From the time that the ice goes off the rivers I try to get to as many of my fishing spots as possible throughout the entire season. It is during these travels that I keep a careful eye for any and all things that regard fish. Due to C&R regulation on the rivers I fish I was able to notice increased numbers of paired spawning king salmon working their redds all the way into August. Although the breeding activity of 2013 will not be realized by a return for 5 to 6 years the past 2 years have seen more successful spawning than the preceding 3 seasons did. I will not delve into actual numbers due to the fact that they can be somewhat deceiving. One river may see 18,000 kings return while another only 2 or three but the fishing may actually be better where the 2 thousand fish came through. Remember this from a fishing standpoint, more fish = more fishing pressure. So long as we have enforcement of C&R fishing for the kings the numbers, although somewhat important, are not the end all for fishing.

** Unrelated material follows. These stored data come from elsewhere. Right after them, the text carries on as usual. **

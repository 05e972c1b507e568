// Copyright (c) 2025 Kirky.X
//
// Licensed under the MIT License
// See LICENSE file in the project root for full license information.

use serde::{Deserialize, Serialize};
use std::collections::BTreeMap;
use std::time::Duration;

use super::page_result::PageResult;

/// 非成功结果缺少错误分类时使用的键
pub const UNKNOWN_ERROR_TYPE: &str = "Unknown";

/// 单个域名的统计
#[derive(Debug, Clone, Default, PartialEq, Serialize, Deserialize)]
pub struct DomainStats {
    pub count: u64,
    /// 成功请求的字节数之和
    pub total_size: u64,
    /// 成功请求的耗时之和（秒）
    pub total_time: f64,
    pub success_count: u64,
    pub failed_count: u64,
    pub avg_time: f64,
    pub avg_size: f64,
}

/// 批量运行的汇总统计
///
/// 由批量循环独占持有并逐条累加，循环结束后调用 [`BatchStatistics::finalize`]
/// 计算派生的平均值。
#[derive(Debug, Clone, Default, PartialEq, Serialize, Deserialize)]
pub struct BatchStatistics {
    pub total_urls: u64,
    pub success_count: u64,
    pub failed_count: u64,
    /// 仅统计成功请求
    pub total_size: u64,
    /// 整个批次的墙钟耗时（秒）
    pub total_time: f64,
    pub avg_time_per_page: f64,
    pub avg_size_per_page: f64,
    pub domains: BTreeMap<String, DomainStats>,
    pub error_types: BTreeMap<String, u64>,
}

impl BatchStatistics {
    pub fn new(total_urls: usize) -> Self {
        Self {
            total_urls: total_urls as u64,
            ..Default::default()
        }
    }

    /// 累加一条结果
    ///
    /// 只有成功变体计为成功；超限与失败均计为失败，且不累加大小和耗时。
    pub fn record(&mut self, result: &PageResult) {
        let domain = self.domains.entry(result.domain().to_string()).or_default();
        domain.count += 1;

        if result.is_success() {
            let size = result.size() as u64;
            self.success_count += 1;
            self.total_size += size;

            domain.success_count += 1;
            domain.total_size += size;
            domain.total_time += result.elapsed_secs();
        } else {
            self.failed_count += 1;
            domain.failed_count += 1;

            let key = result
                .error_category()
                .map(|c| c.as_str())
                .unwrap_or(UNKNOWN_ERROR_TYPE);
            *self.error_types.entry(key.to_string()).or_insert(0) += 1;
        }
    }

    /// 写入批次总耗时并计算平均值
    ///
    /// 没有成功请求时平均值保持为 0。
    pub fn finalize(&mut self, elapsed: Duration) {
        self.total_time = elapsed.as_secs_f64();

        if self.success_count > 0 {
            self.avg_time_per_page = self.total_time / self.success_count as f64;
            self.avg_size_per_page = self.total_size as f64 / self.success_count as f64;
        }

        for stats in self.domains.values_mut() {
            if stats.success_count > 0 {
                stats.avg_time = stats.total_time / stats.success_count as f64;
                stats.avg_size = stats.total_size as f64 / stats.success_count as f64;
            }
        }
    }
}

/// 批量运行的完整报告
#[derive(Debug, Clone, PartialEq, Serialize, Deserialize)]
pub struct BatchReport {
    /// 与输入顺序一致的结果列表
    pub results: Vec<PageResult>,
    pub stats: BatchStatistics,
}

Beside what I could see for myself on the rivers I spent some time with researchers where the fish data ‘rubber hits the road’, so to say. What you see here is a fish wheel. The capture devise is just part of an elaborate floating workstation. These research stations are transported by river barges every year to some of the most remote study sights in America.
Fish wheels are used for conducting salmon census along many rivers here. The fish use historic migration routs that are near the shore line and this is where you find the wheels and mini weirs. A weir is very much like a picket fence that is constructed from the shore to the floating platform where the fish find an upstream passage. The large baskets that are mounted to the armature which is revolving dip into the river every few seconds and then scoop fish up and dump them into a holding pen so they can be sorted and in this case, radio tagged.
In this image Charlie is netting out a salmon and will transfer it to the work station for tagging.
Once the fish is out of the hold it is measured and if it meets length requirements qualifying it as a returning adult king, it receives what I learned is called an ‘esophageal radio transmitter’. Since it is accepted by fisheries biologists that once re-entering fresh waters salmon do not actively feed in an effort to sustain themselves, radio transmitters are inserted down the throat and lodged into the esophagus of the fish. The fish is then released to continue its journey to the natal waters.
A transmitter being inserted;
I must tell you that this procedure, when considered from a human viewpoint looked as if it may be a little discomforting. However, it is the new way to track fish movements within their range. All along the tributary rivers and streams that flow into the Yentna River there are receivers located. These receivers mark each of the esophageal transmitters with a distinct digital tag which in turn identifies the fish that had that radio in its gullet. By compiling the locations where the fish are recorded along with biological materials collected from the individual during the tagging process the researchers are able to draw distinct profiles for each genetic strain of returning king salmon. The tagging also aids in determining the estimated survival rate of each run and their ability to reach natal waters for reproduction.
The following photos demonstrate fisheries researchers measuring the salmon and collecting tissue samples for use in the bio tracking I referred to above.
In these next 2 photos I attempt to show the antenna and a fish ready to go.
The entire procedure takes about a minute and then the fish is placed back in the river to complete the trip to its natal stream. Just this past November 13th & 14th 2013, I attended my second Mat-Su Salmon Science & Conservation Symposium here in the Valley. This is a gathering of every research and conservation agency and organization operating in this region. I am able to net work with state, federal, and contract researchers and I do my best to learn so that I can share with others. Thus far the tracking program is a success, fish are now able to be pinpointed both as they transverse the rivers and streams but at the terminus of their trek as well. I did not catch any tagged kings myself this season but the lodge I guide for at times reported 3 fish caught & released with transmitters. Obviously the fish will still take a fly or lure even with the radio on board!
So how do I feel about the 2014 King season? After being here and fly fishing for this species for 10 seasons I know that there is a lot more to it than numbers. While we can look ahead positively for a decent return and for protective regulations and research to further those returns into years to come; the weather and water conditions are the unknown factor. I’ll be out after salmon soon as the ice goes out and if you come here to fly fish for the King, maybe you’ll consider fishing with me as your guide.